◆ **EXERCISE GOAL**
Report how many lines in the records below hold the word "crate". Add nothing to the number.

== Segment start ==

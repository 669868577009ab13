use std::collections::{BTreeMap, HashMap};
use std::fs;
use std::path::Path;

use quick_xml::events::Event;
use quick_xml::Reader;

use crate::config::constants::SONAR_CSHARP_TOOL_NAME;
use crate::enums::severity::Severity;
use crate::errors::{ImporterError, ImporterResult};
use crate::structs::rule::SonarRule;

/// Loads desired rules from a SonarQube quality-profile XML export.
pub struct RuleSource;

/// SonarQube repository keys that map onto a Codacy tool. Both the main and
/// the security analyzer repositories feed the same SonarC# tool.
pub fn tool_for_repository(repository_key: &str) -> Option<&'static str> {
    match repository_key {
        "csharpsquid" | "roslyn.sonaranalyzer.security.cs" => Some(SONAR_CSHARP_TOOL_NAME),
        _ => None,
    }
}

#[derive(Default)]
struct RuleBuilder {
    repository_key: Option<String>,
    key: Option<String>,
    priority: Option<String>,
    parameters: BTreeMap<String, String>,
}

#[derive(Clone, Copy)]
enum Field {
    RepositoryKey,
    Key,
    Priority,
    ParamKey,
    ParamValue,
}

impl RuleSource {
    pub fn load(path: &Path) -> ImporterResult<Vec<SonarRule>> {
        log::info!("parsing SonarQube XML file: {}", path.display());
        let content = fs::read_to_string(path)
            .map_err(|e| ImporterError::io(format!("reading {}", path.display()), e))?;
        let rules = Self::parse(&content, &path.display().to_string())?;
        log::info!("parsed {} rules from {}", rules.len(), path.display());
        Ok(rules)
    }

    /// Parses `<rule>` elements with `repositoryKey`, `key`, `priority` and
    /// optional `parameters/parameter/{key,value}` children. A rule without
    /// a key is a parse error. Duplicate keys are deduplicated last-wins,
    /// with a warning per duplicate. Rules whose repository key maps to no
    /// known Codacy tool are dropped with a warning.
    pub fn parse(xml: &str, source: &str) -> ImporterResult<Vec<SonarRule>> {
        let mut reader = Reader::from_str(xml);
        reader.config_mut().trim_text(true);

        let mut rules: Vec<SonarRule> = Vec::new();
        let mut index_by_key: HashMap<String, usize> = HashMap::new();

        let mut current: Option<RuleBuilder> = None;
        let mut field: Option<Field> = None;
        let mut in_parameters = false;
        let mut in_parameter = false;
        let mut param_key: Option<String> = None;
        let mut param_value: Option<String> = None;

        loop {
            let event = reader
                .read_event()
                .map_err(|e| ImporterError::parse(source, e.to_string()))?;
            match event {
                Event::Start(e) => match e.name().as_ref() {
                    b"rule" => current = Some(RuleBuilder::default()),
                    b"parameters" if current.is_some() => in_parameters = true,
                    b"parameter" if in_parameters => {
                        in_parameter = true;
                        param_key = None;
                        param_value = None;
                    }
                    b"repositoryKey" if current.is_some() && !in_parameters => {
                        field = Some(Field::RepositoryKey)
                    }
                    b"key" if in_parameter => field = Some(Field::ParamKey),
                    b"key" if current.is_some() && !in_parameters => field = Some(Field::Key),
                    b"value" if in_parameter => field = Some(Field::ParamValue),
                    b"priority" if current.is_some() && !in_parameters => {
                        field = Some(Field::Priority)
                    }
                    _ => {}
                },
                Event::Text(t) => {
                    let text = t
                        .unescape()
                        .map_err(|e| ImporterError::parse(source, e.to_string()))?
                        .into_owned();
                    if let Some(builder) = current.as_mut() {
                        match field {
                            Some(Field::RepositoryKey) => builder.repository_key = Some(text),
                            Some(Field::Key) => builder.key = Some(text),
                            Some(Field::Priority) => builder.priority = Some(text),
                            Some(Field::ParamKey) => param_key = Some(text),
                            Some(Field::ParamValue) => param_value = Some(text),
                            None => {}
                        }
                    }
                }
                Event::End(e) => {
                    field = None;
                    match e.name().as_ref() {
                        b"parameters" => in_parameters = false,
                        b"parameter" => {
                            in_parameter = false;
                            if let (Some(builder), Some(k)) = (current.as_mut(), param_key.take())
                            {
                                builder
                                    .parameters
                                    .insert(k, param_value.take().unwrap_or_default());
                            }
                        }
                        b"rule" => {
                            let builder = current.take().unwrap_or_default();
                            if let Some(rule) = Self::finish_rule(builder, source)? {
                                match index_by_key.get(&rule.key) {
                                    // Last occurrence wins; surfaced, not silent.
                                    Some(&i) => {
                                        log::warn!(
                                            "duplicate rule key '{}' in {}; keeping the last occurrence",
                                            rule.key,
                                            source
                                        );
                                        rules[i] = rule;
                                    }
                                    None => {
                                        index_by_key.insert(rule.key.clone(), rules.len());
                                        rules.push(rule);
                                    }
                                }
                            }
                        }
                        _ => {}
                    }
                }
                Event::Eof => break,
                _ => {}
            }
        }

        Ok(rules)
    }

    fn finish_rule(builder: RuleBuilder, source: &str) -> ImporterResult<Option<SonarRule>> {
        let key = builder
            .key
            .filter(|k| !k.is_empty())
            .ok_or_else(|| ImporterError::parse(source, "rule element without a key"))?;

        let repository_key = builder.repository_key.unwrap_or_default();
        if tool_for_repository(&repository_key).is_none() {
            log::warn!(
                "unknown repository key '{}' for rule '{}'; rule dropped",
                repository_key,
                key
            );
            return Ok(None);
        }

        let severity = match builder.priority.as_deref() {
            Some(p) => p.parse().unwrap_or_else(|e: String| {
                log::warn!("rule '{}': {}; defaulting to MAJOR", key, e);
                Severity::Major
            }),
            None => {
                log::warn!("rule '{}' has no priority; defaulting to MAJOR", key);
                Severity::Major
            }
        };

        Ok(Some(SonarRule {
            repository_key,
            key,
            severity,
            parameters: builder.parameters,
        }))
    }
}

== Segment end ==

◆ **SOLVED PROBLEM**
4